▸ PROBLEM
Read through the listing below, and copy every line where the string "impl" appears.

▸ EXTRACTED MATERIAL
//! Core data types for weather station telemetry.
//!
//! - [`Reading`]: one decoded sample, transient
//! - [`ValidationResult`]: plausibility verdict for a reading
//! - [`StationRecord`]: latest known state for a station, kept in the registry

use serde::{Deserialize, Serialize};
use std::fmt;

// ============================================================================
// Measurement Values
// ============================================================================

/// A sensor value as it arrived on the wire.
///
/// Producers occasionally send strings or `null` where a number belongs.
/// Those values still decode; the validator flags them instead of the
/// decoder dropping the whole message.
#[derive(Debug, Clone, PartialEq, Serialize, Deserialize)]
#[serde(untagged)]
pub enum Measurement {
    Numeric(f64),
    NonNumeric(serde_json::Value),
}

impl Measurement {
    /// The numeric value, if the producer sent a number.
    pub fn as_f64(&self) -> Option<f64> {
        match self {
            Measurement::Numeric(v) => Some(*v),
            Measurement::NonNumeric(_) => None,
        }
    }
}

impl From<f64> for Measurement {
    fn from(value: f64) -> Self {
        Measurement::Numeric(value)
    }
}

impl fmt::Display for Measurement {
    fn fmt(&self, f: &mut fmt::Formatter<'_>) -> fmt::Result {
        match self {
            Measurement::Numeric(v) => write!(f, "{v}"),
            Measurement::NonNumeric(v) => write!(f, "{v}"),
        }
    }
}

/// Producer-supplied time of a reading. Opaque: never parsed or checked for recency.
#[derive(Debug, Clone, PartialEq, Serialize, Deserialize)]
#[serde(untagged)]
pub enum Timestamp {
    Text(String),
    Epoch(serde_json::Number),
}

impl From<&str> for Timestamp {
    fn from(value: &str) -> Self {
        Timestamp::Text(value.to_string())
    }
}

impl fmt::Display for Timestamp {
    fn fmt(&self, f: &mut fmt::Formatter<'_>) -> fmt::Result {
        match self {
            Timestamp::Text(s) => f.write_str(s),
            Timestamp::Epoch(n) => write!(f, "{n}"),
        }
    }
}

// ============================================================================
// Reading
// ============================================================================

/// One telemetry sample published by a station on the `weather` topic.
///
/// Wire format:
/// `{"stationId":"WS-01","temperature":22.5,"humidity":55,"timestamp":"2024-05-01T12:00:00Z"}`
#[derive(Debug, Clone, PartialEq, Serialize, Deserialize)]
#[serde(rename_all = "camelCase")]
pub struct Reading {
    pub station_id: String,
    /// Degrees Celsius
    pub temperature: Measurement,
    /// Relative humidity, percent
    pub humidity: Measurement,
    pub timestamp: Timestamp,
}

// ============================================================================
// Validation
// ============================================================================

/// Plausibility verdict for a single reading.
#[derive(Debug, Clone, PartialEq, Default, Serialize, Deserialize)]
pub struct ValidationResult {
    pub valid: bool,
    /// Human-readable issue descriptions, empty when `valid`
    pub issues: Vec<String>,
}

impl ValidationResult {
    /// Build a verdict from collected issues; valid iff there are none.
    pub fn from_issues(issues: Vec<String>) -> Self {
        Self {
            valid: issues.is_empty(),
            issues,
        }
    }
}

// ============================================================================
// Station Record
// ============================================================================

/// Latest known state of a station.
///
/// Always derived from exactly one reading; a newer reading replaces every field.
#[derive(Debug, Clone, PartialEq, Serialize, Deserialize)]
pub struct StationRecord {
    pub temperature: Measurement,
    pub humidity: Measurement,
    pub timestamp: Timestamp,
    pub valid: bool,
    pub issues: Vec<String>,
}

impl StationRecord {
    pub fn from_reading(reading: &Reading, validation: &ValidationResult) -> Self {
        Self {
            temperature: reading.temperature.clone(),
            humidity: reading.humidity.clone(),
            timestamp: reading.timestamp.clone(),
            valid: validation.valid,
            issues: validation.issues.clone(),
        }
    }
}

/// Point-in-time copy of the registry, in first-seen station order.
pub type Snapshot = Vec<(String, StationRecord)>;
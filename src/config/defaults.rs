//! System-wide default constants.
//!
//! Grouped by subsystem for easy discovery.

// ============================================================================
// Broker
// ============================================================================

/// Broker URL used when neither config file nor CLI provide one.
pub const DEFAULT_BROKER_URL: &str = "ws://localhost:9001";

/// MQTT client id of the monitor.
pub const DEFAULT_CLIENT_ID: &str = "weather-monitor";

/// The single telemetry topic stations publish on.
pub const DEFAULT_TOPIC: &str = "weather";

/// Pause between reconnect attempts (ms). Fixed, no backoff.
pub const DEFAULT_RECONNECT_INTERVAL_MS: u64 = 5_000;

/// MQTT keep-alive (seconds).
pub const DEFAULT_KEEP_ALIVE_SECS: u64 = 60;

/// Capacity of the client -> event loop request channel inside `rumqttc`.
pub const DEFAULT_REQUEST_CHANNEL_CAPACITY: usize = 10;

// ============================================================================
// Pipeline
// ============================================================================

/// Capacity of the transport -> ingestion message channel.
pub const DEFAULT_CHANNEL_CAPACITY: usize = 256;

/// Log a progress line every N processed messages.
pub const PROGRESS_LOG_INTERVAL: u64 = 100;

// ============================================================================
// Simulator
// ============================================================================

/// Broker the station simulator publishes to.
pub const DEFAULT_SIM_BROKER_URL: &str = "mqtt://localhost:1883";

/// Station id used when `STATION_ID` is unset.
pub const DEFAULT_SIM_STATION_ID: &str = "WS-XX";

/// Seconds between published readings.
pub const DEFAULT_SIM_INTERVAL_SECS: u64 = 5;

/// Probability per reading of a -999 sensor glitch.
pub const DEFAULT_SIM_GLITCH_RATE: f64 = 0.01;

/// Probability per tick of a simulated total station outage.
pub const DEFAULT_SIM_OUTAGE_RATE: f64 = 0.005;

▸ ANSWER SECTION
impl Measurement {
impl From<f64> for Measurement {
impl fmt::Display for Measurement {
impl From<&str> for Timestamp {
impl fmt::Display for Timestamp {
impl ValidationResult {
impl StationRecord {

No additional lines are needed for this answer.